Sarei dunque assolutamente abusivo, nella confraternita dei filosofi. Né questa esclusione potrebbe provocarmi un dolore, perché verso di loro non ho mai sentito il minimo sentimento di reverenza. Al massimo di simpatia, quando ho potuto considerarli persone che avrei amato frequentare, come Socrate, Hume o Russell, appunto. I grandi nomi, le grandi cariche non riescono ad impressionarmi. Il Papa è per me un signore che ama vestirsi in modo curioso. Ma ci sono perfino periodi dell’anno in cui la gente comune può vestirsi come meglio crede.
Ciò che forse val la pena di dire, per onestà, è che il mio non essere un filosofo è stato in un certo senso conseguenza della mia filosofia.
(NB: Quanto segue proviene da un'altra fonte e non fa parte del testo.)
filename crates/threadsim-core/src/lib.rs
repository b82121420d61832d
//! ThreadSim Core - Priority-Scheduling Thread Simulator
//!
//! Simulates priority-based CPU scheduling over a registry of logical
//! threads: lifecycle tracking, priority-weighted CPU shares, and a
//! tick-driven execution loop with completion detection. The threads
//! are simulation records, not OS threads.
//!
//! # Architecture
//!
//! - **Registry**: the single mutual-exclusion store of all threads;
//!   every structural mutation goes through it.
//! - **Scheduling policy**: pure computation over registry snapshots —
//!   CPU-share math and next-thread selection behind a swappable trait.
//! - **Driver**: advances simulated time one quantum per tick, applying
//!   policy results back to the registry and completing threads whose
//!   execution reaches their burst time.
//!
//! # Example
//!
//! ```rust,no_run
//! use std::sync::Arc;
//! use threadsim_core::prelude::*;
//!
//! let registry = Arc::new(ThreadRegistry::new());
//! registry.create(ThreadSpec {
//!     name: Some("worker".into()),
//!     priority: ThreadPriority::High,
//!     ..Default::default()
//! });
//!
//! let driver = SimulationDriver::new(registry.clone());
//! driver.run_loop(5);
//!
//! for thread in registry.list() {
//!     println!("{}: {} ({:.1}%)", thread.name, thread.state, thread.progress_percent());
//! }
//! ```

pub mod driver;
pub mod export;
pub mod registry;
pub mod scheduler;
pub mod thread;

/// Commonly used types for convenient importing
pub mod prelude {
    pub use crate::driver::SimulationDriver;
    pub use crate::registry::{SystemStats, ThreadRegistry};
    pub use crate::scheduler::{PriorityScheduling, SchedulingPolicy};
    pub use crate::thread::{SimThread, ThreadPriority, ThreadSpec, ThreadState};
}
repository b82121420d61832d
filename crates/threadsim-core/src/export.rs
//! CSV export of registry snapshots, plus a re-parser for consumers of
//! exported files.
//!
//! The CSV is the only persisted artifact of the engine. Fields are not
//! quoted, matching the format the export has always produced; thread
//! names containing commas will not round-trip.

use std::fmt;
use std::fs::File;
use std::io::{self, BufRead, BufReader, BufWriter, Read, Write};
use std::path::Path;

use crate::thread::{SimThread, ThreadPriority, ThreadState};

/// Exact header line of every export.
pub const CSV_HEADER: &str = "ID,Name,State,Priority,CPU Usage (%),Memory (MB),\
Execution Time (ms),Burst Time (ms),Progress (%)";

/// One parsed row of an exported file.
#[derive(Debug, Clone, PartialEq)]
pub struct CsvRecord {
    pub id: u64,
    pub name: String,
    pub state: ThreadState,
    pub priority: ThreadPriority,
    pub cpu_usage: f64,
    pub memory_mb: f64,
    pub execution_ms: u64,
    pub burst_ms: u64,
    pub progress: f64,
}

#[derive(Debug)]
pub enum ExportError {
    Io(io::Error),
    Parse { line: usize, message: String },
}

impl From<io::Error> for ExportError {
    fn from(e: io::Error) -> Self {
        ExportError::Io(e)
    }
}

impl fmt::Display for ExportError {
    fn fmt(&self, f: &mut fmt::Formatter<'_>) -> fmt::Result {
        match self {
            ExportError::Io(e) => write!(f, "IO error: {}", e),
            ExportError::Parse { line, message } => {
                write!(f, "parse error on line {}: {}", line, message)
            }
        }
    }
}

impl std::error::Error for ExportError {}

/// Write a snapshot as CSV, one row per thread in snapshot order.
pub fn write_csv<W: Write>(threads: &[SimThread], mut writer: W) -> Result<(), ExportError> {
    writeln!(writer, "{}", CSV_HEADER)?;
    for t in threads {
        writeln!(
            writer,
            "{},{},{},{},{:.2},{:.2},{},{},{:.2}",
            t.id,
            t.name,
            t.state,
            t.priority,
            t.cpu_usage,
            t.memory_mb,
            t.execution_ms,
            t.burst_ms,
            t.progress_percent()
        )?;
    }
    Ok(())
}

pub fn write_csv_file<P: AsRef<Path>>(path: P, threads: &[SimThread]) -> Result<(), ExportError> {
    let file = File::create(path)?;
    let mut writer = BufWriter::new(file);
    write_csv(threads, &mut writer)?;
    writer.flush()?;
    Ok(())
}

/// Parse a previously exported CSV back into records.
pub fn read_csv<R: Read>(reader: R) -> Result<Vec<CsvRecord>, ExportError> {
    let mut lines = BufReader::new(reader).lines();

    match lines.next() {
        Some(header) => {
            let header = header?;
            if header != CSV_HEADER {
                return Err(ExportError::Parse {
                    line: 1,
                    message: format!("unexpected header '{}'", header),
                });
            }
        }
        None => {
            return Err(ExportError::Parse {
                line: 1,
                message: "empty input".into(),
            })
        }
    }

    let mut records = Vec::new();
    for (idx, line) in lines.enumerate() {
        let line = line?;
        if line.is_empty() {
            continue;
        }
        records.push(parse_row(&line, idx + 2)?);
    }
    Ok(records)
}

fn parse_row(line: &str, line_no: usize) -> Result<CsvRecord, ExportError> {
    let fields: Vec<&str> = line.split(',').collect();
    if fields.len() != 9 {
        return Err(ExportError::Parse {
            line: line_no,
            message: format!("expected 9 fields, got {}", fields.len()),
        });
    }

    fn field<T: std::str::FromStr>(
        raw: &str,
        what: &str,
        line_no: usize,
    ) -> Result<T, ExportError>
    where
        T::Err: fmt::Display,
    {
        raw.parse().map_err(|e| ExportError::Parse {
            line: line_no,
            message: format!("bad {} '{}': {}", what, raw, e),
        })
    }

    Ok(CsvRecord {
        id: field(fields[0], "id", line_no)?,
        name: fields[1].to_string(),
        state: field(fields[2], "state", line_no)?,
        priority: field(fields[3], "priority", line_no)?,
        cpu_usage: field(fields[4], "cpu usage", line_no)?,
        memory_mb: field(fields[5], "memory", line_no)?,
        execution_ms: field(fields[6], "execution time", line_no)?,
        burst_ms: field(fields[7], "burst time", line_no)?,
        progress: field(fields[8], "progress", line_no)?,
    })
}
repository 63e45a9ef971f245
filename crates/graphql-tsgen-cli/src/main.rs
mod cli;
mod command;
mod command_result;
mod commands;
mod output_utils;

use clap::Parser;
pub(crate) use cli::Cli;
pub(crate) use command::RunnableCommand;
pub(crate) use command_result::CommandResult;

const DEFAULT_LOG_LEVEL: tracing::Level = tracing::Level::INFO;

#[tokio::main(flavor = "multi_thread", worker_threads = 4)]
async fn main() -> std::process::ExitCode {
    let mut cli = Cli::parse();
    setup_logger(&cli);

    if let Some(command) = cli.cmd.take() {
        let result = command.run(cli).await;
        if let Some(stdout) = result.stdout {
            println!("{stdout}");
        }
        if let Some(stderr) = result.stderr {
            eprintln!("{stderr}")
        }
        result.exit_code
    } else if let Err(err) = cli.run_default().await {
        eprintln!("{} {err:#}", output_utils::RED_X);
        std::process::ExitCode::FAILURE
    } else {
        std::process::ExitCode::SUCCESS
    }
}

fn setup_logger(cli: &Cli) {
    let env_level = std::env::var("LOG_LEVEL").ok();
    let parsed_env_level = env_level.as_deref().map(parse_log_level);
    let log_level = match (cli.verbose, parsed_env_level) {
        (true, _) => tracing::Level::DEBUG,
        (false, Some(Some(level))) => level,
        (false, Some(None) | None) => DEFAULT_LOG_LEVEL,
    };

    // Generated output may go to stdout, so logs always go to stderr.
    tracing_subscriber::fmt()
        .with_max_level(log_level)
        .with_writer(std::io::stderr)
        .init();
    log::trace!("Initial logging level set to `{log_level}`.");

    if let (Some(other), Some(None)) = (env_level, parsed_env_level) {
        log::warn!("Invalid `LOG_LEVEL` environment variable value: `{other}`");
    }
}

/// Accepts the usual level names in any case, plus `verbose` as an alias
/// for `debug`.
fn parse_log_level(value: &str) -> Option<tracing::Level> {
    match value.trim().to_ascii_lowercase().as_str() {
        "error" => Some(tracing::Level::ERROR),
        "warn" => Some(tracing::Level::WARN),
        "info" => Some(tracing::Level::INFO),
        "debug" | "verbose" => Some(tracing::Level::DEBUG),
        "trace" => Some(tracing::Level::TRACE),
        _ => None,
    }
}
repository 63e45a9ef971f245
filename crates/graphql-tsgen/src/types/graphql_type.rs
use crate::loc;
use crate::types::EnumType;
use crate::types::GraphQLTypeKind;
use crate::types::ObjectType;
use crate::types::OpaqueType;
use crate::types::ScalarType;

/// Represents a defined GraphQL type.
#[derive(Clone, Debug, PartialEq)]
pub enum GraphQLType {
    Enum(EnumType),
    InputObject(OpaqueType),
    Interface(OpaqueType),
    Object(ObjectType),
    Scalar(ScalarType),
    Union(OpaqueType),
}
impl GraphQLType {
    pub fn as_enum(&self) -> Option<&EnumType> {
        if let Self::Enum(enum_type) = self {
            Some(enum_type)
        } else {
            None
        }
    }

    pub fn as_object(&self) -> Option<&ObjectType> {
        if let Self::Object(obj_type) = self {
            Some(obj_type)
        } else {
            None
        }
    }

    pub fn as_scalar(&self) -> Option<&ScalarType> {
        if let Self::Scalar(scalar_type) = self {
            Some(scalar_type)
        } else {
            None
        }
    }

    pub fn def_location(&self) -> &loc::SchemaDefLocation {
        match self {
            Self::Enum(t) => t.def_location(),
            Self::InputObject(t) | Self::Interface(t) | Self::Union(t) => t.def_location(),
            Self::Object(t) => t.def_location(),
            Self::Scalar(t) => t.def_location(),
        }
    }

    pub fn description(&self) -> Option<&str> {
        match self {
            Self::Enum(t) => t.description(),
            Self::InputObject(t) | Self::Interface(t) | Self::Union(t) => t.description(),
            Self::Object(t) => t.description(),
            Self::Scalar(t) => t.description(),
        }
    }

    pub fn kind(&self) -> GraphQLTypeKind {
        self.into()
    }

    pub fn name(&self) -> &str {
        match self {
            Self::Enum(t) => t.name(),
            Self::InputObject(t) | Self::Interface(t) | Self::Union(t) => t.name(),
            Self::Object(t) => t.name(),
            Self::Scalar(t) => t.name(),
        }
    }
}
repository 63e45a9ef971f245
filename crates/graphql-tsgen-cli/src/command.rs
use crate::Cli;
use crate::CommandResult;

pub(crate) trait RunnableCommand: std::fmt::Debug {
    async fn run(self, cli: Cli) -> CommandResult;
}
use crate::ast;
use crate::codegen::TransformError;

/// The three kinds of [executable
/// operation](https://spec.graphql.org/October2021/#sec-Language.Operations).
#[derive(Clone, Copy, Debug, PartialEq, Eq, Hash)]
pub enum OperationKind {
    Mutation,
    Query,
    Subscription,
}
impl OperationKind {
    pub fn as_str(&self) -> &'static str {
        match self {
            Self::Mutation => "mutation",
            Self::Query => "query",
            Self::Subscription => "subscription",
        }
    }

    /// Name of the typed document wrapper a generated document constant is
    /// declared with (`QueryDocument<TData, TVariables>` and friends).
    pub fn document_type_name(&self) -> &'static str {
        match self {
            Self::Mutation => "MutationDocument",
            Self::Query => "QueryDocument",
            Self::Subscription => "SubscriptionDocument",
        }
    }

    /// The default name GraphQL gives this operation's root type when a schema
    /// has no explicit `schema { ... }` block.
    pub fn default_root_type_name(&self) -> &'static str {
        match self {
            Self::Mutation => "Mutation",
            Self::Query => "Query",
            Self::Subscription => "Subscription",
        }
    }

    pub(crate) fn of_ast(op: &ast::query::OperationDefinition) -> Self {
        use ast::query::OperationDefinition;
        match op {
            OperationDefinition::Mutation(_) => Self::Mutation,
            OperationDefinition::Query(_)
                | OperationDefinition::SelectionSet(_) => Self::Query,
            OperationDefinition::Subscription(_) => Self::Subscription,
        }
    }
}
impl std::str::FromStr for OperationKind {
    type Err = TransformError;

    fn from_str(s: &str) -> Result<Self, Self::Err> {
        match s {
            "mutation" => Ok(Self::Mutation),
            "query" => Ok(Self::Query),
            "subscription" => Ok(Self::Subscription),
            other => Err(TransformError::UnknownOperationKind(other.to_string())),
        }
    }
}
impl std::fmt::Display for OperationKind {
    fn fmt(&self, f: &mut std::fmt::Formatter<'_>) -> std::fmt::Result {
        f.write_str(self.as_str())
    }
}
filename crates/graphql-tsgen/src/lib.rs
pub mod ast;
pub mod codegen;
pub mod document;
pub mod file_reader;
pub mod loc;
mod operation_kind;
pub mod render;
pub mod schema;
pub mod types;

pub use codegen::transform_document;
pub use codegen::CodegenConfig;
pub use operation_kind::OperationKind;
pub use schema::Schema;

#[cfg(test)]
mod test;
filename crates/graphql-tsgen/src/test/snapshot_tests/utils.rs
use std::path::Path;
use std::path::PathBuf;
use std::sync::OnceLock;

pub fn get_fixtures_dir() -> &'static Path {
    static FIXTURES_DIR: OnceLock<PathBuf> = OnceLock::new();
    FIXTURES_DIR.get_or_init(|| {
        PathBuf::from(env!("CARGO_MANIFEST_DIR")).join("src/test/snapshot_tests/fixtures")
    })
}

/// Normalizes line endings so fixtures checked out on Windows still match.
pub fn normalize_newlines(s: &str) -> String {
    s.replace("\r\n", "\n")
}
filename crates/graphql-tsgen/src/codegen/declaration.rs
use crate::types::DeprecationState;
use indexmap::IndexMap;

/// One unit of generated output. A transform produces an ordered sequence of
/// these; a [`Renderer`](crate::render::Renderer) turns them into source text.
#[derive(Clone, Debug, PartialEq)]
pub enum Declaration {
    Const(ConstDeclaration),
    Enum(EnumDeclaration),
    Record(RecordDeclaration),
    ScalarAlias(ScalarAliasDeclaration),
}
impl Declaration {
    pub fn as_record(&self) -> Option<&RecordDeclaration> {
        if let Self::Record(record) = self {
            Some(record)
        } else {
            None
        }
    }

    pub fn name(&self) -> &str {
        match self {
            Self::Const(decl) => decl.name.as_str(),
            Self::Enum(decl) => decl.name.as_str(),
            Self::Record(decl) => decl.name.as_str(),
            Self::ScalarAlias(decl) => decl.name.as_str(),
        }
    }
}

/// A named record (interface) type with one property per selected field.
#[derive(Clone, Debug, PartialEq)]
pub struct RecordDeclaration {
    pub doc: Option<DocComment>,
    pub name: String,
    pub properties: Vec<Property>,
}
impl RecordDeclaration {
    pub fn property(&self, name: &str) -> Option<&Property> {
        self.properties.iter().find(|prop| prop.name == name)
    }
}

#[derive(Clone, Debug, PartialEq)]
pub struct Property {
    pub doc: Option<DocComment>,
    pub name: String,
    pub optional: bool,
    pub readonly: bool,
    pub type_expr: TypeExpr,
}

/// A module-level alias of a schema scalar to a primitive type.
#[derive(Clone, Debug, PartialEq)]
pub struct ScalarAliasDeclaration {
    pub aliased: Primitive,
    pub doc: Option<DocComment>,
    pub name: String,
}

#[derive(Clone, Debug, PartialEq)]
pub struct EnumDeclaration {
    /// Set for tagged enums that exist only at compile time (no runtime
    /// object is emitted for them).
    pub compile_time_only: bool,
    pub doc: Option<DocComment>,
    pub members: Vec<EnumMember>,
    pub mode: EnumDeclarationMode,
    pub name: String,
}

#[derive(Clone, Copy, Debug, PartialEq, Eq)]
pub enum EnumDeclarationMode {
    /// `type Color = "RED" | "GREEN";`
    UnionOfLiterals,
    /// `enum Color { RED = "RED", GREEN = "GREEN" }`
    Tagged,
}

#[derive(Clone, Debug, PartialEq)]
pub struct EnumMember {
    pub doc: Option<DocComment>,
    pub name: String,
    pub value: String,
}

/// A module-level constant, used for the runtime copy of an operation's
/// document.
#[derive(Clone, Debug, PartialEq)]
pub struct ConstDeclaration {
    /// Whether nested literal objects should be laid out over multiple lines.
    /// The outermost object is always multi-line.
    pub multiline: bool,
    pub name: String,
    pub type_expr: TypeExpr,
    pub value: Literal,
}

/// The primitive types a scalar can map onto.
#[derive(Clone, Copy, Debug, PartialEq, Eq)]
pub enum Primitive {
    Boolean,
    Number,
    String,
    Unknown,
}
impl Primitive {
    /// Maps a scalar type name onto the primitive it is represented as.
    /// Custom scalars have no known representation.
    pub fn for_scalar(scalar_name: &str) -> Self {
        match scalar_name {
            "Int" | "Float" => Self::Number,
            "ID" | "String" => Self::String,
            "Boolean" => Self::Boolean,
            _ => Self::Unknown,
        }
    }
}

/// A type expression in the generated output.
#[derive(Clone, Debug, PartialEq)]
pub enum TypeExpr {
    Array(Box<TypeExpr>),
    /// `type_expr` annotated with the name of the schema type it was derived
    /// from, rendered as a comment beside it.
    Commented {
        comment: String,
        placement: CommentPlacement,
        type_expr: Box<TypeExpr>,
    },
    /// The `{}` record with no properties.
    EmptyRecord,
    Null,
    Primitive(Primitive),
    Reference {
        name: String,
        type_args: Vec<TypeExpr>,
    },
    StringLiteral(String),
    Union(Vec<TypeExpr>),
}
impl TypeExpr {
    pub fn array(element: TypeExpr) -> Self {
        Self::Array(Box::new(element))
    }

    /// An inline enum: the union of its value names, led by the enum's name.
    pub fn enum_values<'a>(
        enum_name: &str,
        value_names: impl IntoIterator<Item = &'a str>,
    ) -> Self {
        Self::Commented {
            comment: enum_name.to_string(),
            placement: CommentPlacement::Leading,
            type_expr: Box::new(Self::Union(
                value_names.into_iter()
                    .map(|name| Self::StringLiteral(name.to_string()))
                    .collect(),
            )),
        }
    }

    /// `inner | null`
    pub fn nullable(inner: TypeExpr) -> Self {
        Self::Union(vec![inner, Self::Null])
    }

    pub fn reference(name: impl Into<String>) -> Self {
        Self::Reference {
            name: name.into(),
            type_args: vec![],
        }
    }

    /// An inline scalar: its primitive, trailed by the scalar's name.
    pub fn scalar(scalar_name: &str) -> Self {
        Self::Commented {
            comment: scalar_name.to_string(),
            placement: CommentPlacement::Trailing,
            type_expr: Box::new(Self::Primitive(Primitive::for_scalar(scalar_name))),
        }
    }
}

/// Which side of a [`TypeExpr::Commented`] type its comment sits on.
#[derive(Clone, Copy, Debug, PartialEq, Eq)]
pub enum CommentPlacement {
    Leading,
    Trailing,
}

/// A plain data value: what a generated constant is initialized with.
#[derive(Clone, Debug, PartialEq)]
pub enum Literal {
    Array(Vec<Literal>),
    Bool(bool),
    Null,
    Object(IndexMap<String, Literal>),
    String(String),
}
impl Literal {
    pub fn as_array(&self) -> Option<&Vec<Literal>> {
        if let Self::Array(items) = self {
            Some(items)
        } else {
            None
        }
    }

    pub fn as_object(&self) -> Option<&IndexMap<String, Literal>> {
        if let Self::Object(entries) = self {
            Some(entries)
        } else {
            None
        }
    }

    pub fn as_str(&self) -> Option<&str> {
        if let Self::String(s) = self {
            Some(s.as_str())
        } else {
            None
        }
    }

    /// Looks up `key` on an object literal.
    pub fn get(&self, key: &str) -> Option<&Literal> {
        self.as_object()?.get(key)
    }
}

/// Documentation carried from the schema onto a declaration or property.
#[derive(Clone, Debug, PartialEq)]
pub struct DocComment {
    pub deprecation: Option<Deprecation>,
    pub description: Option<String>,
}
impl DocComment {
    /// Returns `None` when there is nothing to document.
    pub fn new(
        description: Option<&str>,
        deprecation: &DeprecationState,
    ) -> Option<Self> {
        let description = description.filter(|d| !d.is_empty()).map(str::to_string);
        let deprecation = match deprecation {
            DeprecationState::Deprecated { reason } => Some(Deprecation {
                reason: reason.to_owned(),
            }),
            DeprecationState::NotDeprecated => None,
        };

        if description.is_none() && deprecation.is_none() {
            None
        } else {
            Some(Self { deprecation, description })
        }
    }

    pub fn from_description(description: Option<&str>) -> Option<Self> {
        Self::new(description, &DeprecationState::NotDeprecated)
    }
}

#[derive(Clone, Debug, PartialEq)]
pub struct Deprecation {
    pub reason: Option<String>,
}
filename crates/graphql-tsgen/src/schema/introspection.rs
//! Builds a [`Schema`] from the JSON result of a GraphQL [introspection
//! query](https://spec.graphql.org/October2021/#sec-Schema-Introspection).

use crate::file_reader;
use crate::loc;
use crate::schema::Schema;
use crate::schema::SchemaBuildError;
use crate::schema::schema_builder::RootTypeNames;
use crate::schema::schema_builder::assemble_schema;
use crate::types::DeprecationState;
use crate::types::EnumType;
use crate::types::EnumValue;
use crate::types::Field;
use crate::types::GraphQLType;
use crate::types::ObjectType;
use crate::types::OpaqueType;
use crate::types::ScalarType;
use crate::types::TypeAnnotation;
use crate::types::TypesMapBuilder;
use std::path::Path;
use std::path::PathBuf;

type Result<T> = std::result::Result<T, SchemaBuildError>;

#[derive(Debug, serde::Deserialize)]
#[serde(untagged)]
enum IntrospectionDocument {
    Response {
        data: IntrospectionData,
    },
    Bare(IntrospectionData),
}

#[derive(Debug, serde::Deserialize)]
struct IntrospectionData {
    #[serde(rename = "__schema")]
    schema: IntrospectionSchema,
}

#[derive(Debug, serde::Deserialize)]
#[serde(rename_all = "camelCase")]
struct IntrospectionSchema {
    mutation_type: Option<IntrospectionNamedRef>,
    query_type: Option<IntrospectionNamedRef>,
    subscription_type: Option<IntrospectionNamedRef>,
    types: Vec<IntrospectionType>,
}

#[derive(Debug, serde::Deserialize)]
struct IntrospectionNamedRef {
    name: String,
}

#[derive(Clone, Copy, Debug, PartialEq, serde::Deserialize)]
#[serde(rename_all = "SCREAMING_SNAKE_CASE")]
enum IntrospectionTypeKind {
    Enum,
    InputObject,
    Interface,
    List,
    NonNull,
    Object,
    Scalar,
    Union,
}

#[derive(Debug, serde::Deserialize)]
#[serde(rename_all = "camelCase")]
struct IntrospectionType {
    description: Option<String>,
    enum_values: Option<Vec<IntrospectionEnumValue>>,
    fields: Option<Vec<IntrospectionField>>,
    kind: IntrospectionTypeKind,
    name: String,
}

#[derive(Debug, serde::Deserialize)]
#[serde(rename_all = "camelCase")]
struct IntrospectionField {
    deprecation_reason: Option<String>,
    description: Option<String>,
    #[serde(default)]
    is_deprecated: bool,
    name: String,
    #[serde(rename = "type")]
    type_ref: IntrospectionTypeRef,
}

#[derive(Debug, serde::Deserialize)]
#[serde(rename_all = "camelCase")]
struct IntrospectionEnumValue {
    deprecation_reason: Option<String>,
    description: Option<String>,
    #[serde(default)]
    is_deprecated: bool,
    name: String,
}

#[derive(Debug, serde::Deserialize)]
#[serde(rename_all = "camelCase")]
struct IntrospectionTypeRef {
    kind: IntrospectionTypeKind,
    name: Option<String>,
    of_type: Option<Box<IntrospectionTypeRef>>,
}

pub(super) fn build_from_file(file_path: &Path) -> Result<Schema> {
    let content = file_reader::read_content(file_path)
        .map_err(|err| SchemaBuildError::SchemaFileReadError(Box::new(err)))?;
    build_from_json(Some(file_path.to_path_buf()), content.as_str())
}

pub(super) fn build_from_json(file: Option<PathBuf>, json: &str) -> Result<Schema> {
    let decode_err = |err: String| SchemaBuildError::IntrospectionDecodeError {
        file: file.to_owned(),
        err,
    };

    let document: IntrospectionDocument =
        serde_json::from_str(json).map_err(|err| decode_err(err.to_string()))?;
    let introspected = match document {
        IntrospectionDocument::Response { data } => data.schema,
        IntrospectionDocument::Bare(data) => data.schema,
    };

    let mut types_map_builder = TypesMapBuilder::new();
    for introspected_type in introspected.types {
        // Introspection results list the `__Schema`/`__Type`/... meta types
        // and the built-in scalars alongside the schema's own types.
        if introspected_type.name.starts_with("__")
            || types_map_builder.get_type_mut(introspected_type.name.as_str())
                .is_some_and(|existing| existing.def_location() == &loc::SchemaDefLocation::GraphQLBuiltIn) {
            continue;
        }

        let type_name = introspected_type.name.to_owned();
        let type_ = convert_type(introspected_type).map_err(&decode_err)?;
        types_map_builder.add_new_type(
            type_name.as_str(),
            &loc::SchemaDefLocation::Introspection,
            type_,
        )?;
    }

    assemble_schema(types_map_builder, RootTypeNames {
        mutation: introspected.mutation_type.map(|t| t.name),
        query: introspected.query_type.map(|t| t.name),
        subscription: introspected.subscription_type.map(|t| t.name),
    })
}

fn convert_type(
    introspected: IntrospectionType,
) -> std::result::Result<GraphQLType, String> {
    let def_location = loc::SchemaDefLocation::Introspection;
    let opaque = |introspected: IntrospectionType| OpaqueType {
        def_location: loc::SchemaDefLocation::Introspection,
        description: introspected.description,
        name: introspected.name,
    };

    Ok(match introspected.kind {
        IntrospectionTypeKind::Enum => {
            let values = introspected.enum_values.unwrap_or_default();
            if values.is_empty() {
                return Err(format!(
                    "enum type `{}` has no `enumValues`",
                    introspected.name,
                ));
            }
            GraphQLType::Enum(EnumType {
                def_location,
                description: introspected.description,
                name: introspected.name,
                values: values.into_iter()
                    .map(|value| (value.name.to_owned(), EnumValue {
                        def_location: loc::SchemaDefLocation::Introspection,
                        deprecation: deprecation_state(
                            value.is_deprecated,
                            value.deprecation_reason,
                        ),
                        description: value.description,
                        name: value.name,
                    }))
                    .collect(),
            })
        },

        IntrospectionTypeKind::Object => {
            let mut obj_type = ObjectType::new(
                introspected.name.as_str(),
                introspected.description,
                def_location,
            );
            for field in introspected.fields.unwrap_or_default() {
                let type_annotation = convert_type_ref(&field.type_ref)?;
                obj_type.fields.insert(field.name.to_owned(), Field {
                    def_location: loc::SchemaDefLocation::Introspection,
                    deprecation: deprecation_state(
                        field.is_deprecated,
                        field.deprecation_reason,
                    ),
                    description: field.description,
                    name: field.name,
                    type_annotation,
                });
            }
            GraphQLType::Object(obj_type)
        },

        IntrospectionTypeKind::Scalar => GraphQLType::Scalar(ScalarType {
            def_location,
            description: introspected.description,
            name: introspected.name,
        }),

        IntrospectionTypeKind::InputObject => GraphQLType::InputObject(opaque(introspected)),
        IntrospectionTypeKind::Interface => GraphQLType::Interface(opaque(introspected)),
        IntrospectionTypeKind::Union => GraphQLType::Union(opaque(introspected)),

        IntrospectionTypeKind::List | IntrospectionTypeKind::NonNull => return Err(format!(
            "`{}` is listed as a named type but has kind {:?}",
            introspected.name,
            introspected.kind,
        )),
    })
}

fn convert_type_ref(
    type_ref: &IntrospectionTypeRef,
) -> std::result::Result<TypeAnnotation, String> {
    let of_type = || type_ref.of_type.as_deref().ok_or_else(|| format!(
        "{:?} type reference is missing `ofType`",
        type_ref.kind,
    ));

    match type_ref.kind {
        IntrospectionTypeKind::List =>
            Ok(TypeAnnotation::list(convert_type_ref(of_type()?)?)),
        IntrospectionTypeKind::NonNull =>
            Ok(TypeAnnotation::non_null(convert_type_ref(of_type()?)?)),
        _ => type_ref.name.as_deref()
            .map(TypeAnnotation::named)
            .ok_or_else(|| format!(
                "{:?} type reference is missing `name`",
                type_ref.kind,
            )),
    }
}

fn deprecation_state(is_deprecated: bool, reason: Option<String>) -> DeprecationState {
    if is_deprecated {
        DeprecationState::Deprecated { reason }
    } else {
        DeprecationState::NotDeprecated
    }
}
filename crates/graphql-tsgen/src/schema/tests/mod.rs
mod schema_builder_tests;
Un po’ come Rousseau, che i libri pongono fra gli illuministi, lui che odiava a morte gli illuministi e l’Illuminismo. Il fatto è che il libro della mia filosofia, invece di scriverlo, e magari imporlo ad incolpevoli studenti universitari, l’ho semplicemente vissuto. Come Socrate. Soltanto che, diversamente da Socrate, non ho meritato nessun Platone accanto a me.
Ora chiunque sghignazzerà: “Vuoi vedere che questo imbecille vuole paragonarsi a Socrate?” E allora mi spiego meglio.
Immaginiamo un pittore convinto che la pittura sia morta. Per coerenza, la sua unica opera possibile sarà una tela bianca. E infatti per un mese o due egli appende al muro una tela, come sua opera; poi se ne stanca, va ad aggiungerla alla collezione, in cantina, e appende al muro una nuova tela bianca. Direte che è un pazzo, naturalmente, ma non rimane un pittore? Io sono un filosofo come quel pittore è un pittore. La mia teoria filosofica mi ha ridotto all’afasia. A meno che non siate tanto generosi da chiamare pittore qualcuno che si limita a contemplare tele bianche.
Tutto cominciò quando, ragazzino, fui “convertito” al Cattolicesimo da un amico appena più anziano di me che mi parlò di Aristotele e di Tommaso d’Aquino. Divenni un cattolico fervente e ciò dette un senso all’intera realtà. Poi però, ragionando sulla Fede, mi posi cento problemi e arrivai alla conclusione che quell’edificio razionalmente non stava in piedi. Qualcuno avrebbe potuto chiamare la mia crisi “religiosa” ma in realtà fu “intellettuale”. Prima avevo creduto perché convinto dai ragionamenti, poi smisi di credere perché non sapevo obiettare più nulla ai miei stessi ragionamenti. Avrei preferito continuare a credere ma non potevo nulla contro la mia razionalità e vissi quel cambiamento di prospettiva con autentico strazio.
Per un tempo che a quell’età mi era sembrato lunghissimo, il Cattolicesimo era stato la spina dorsale del mio pensiero, e all’incirca a sedici anni la decostruzione di quella teoria mi obbligò ad accettare il sistema di pensiero risultante da quella demolizione. Non fu impresa da poco. Venendo meno Dio, l’anima e in generale lo spirito, tutto crollò. Fu come abbandonare i grattacieli e ricominciare dalle caverne.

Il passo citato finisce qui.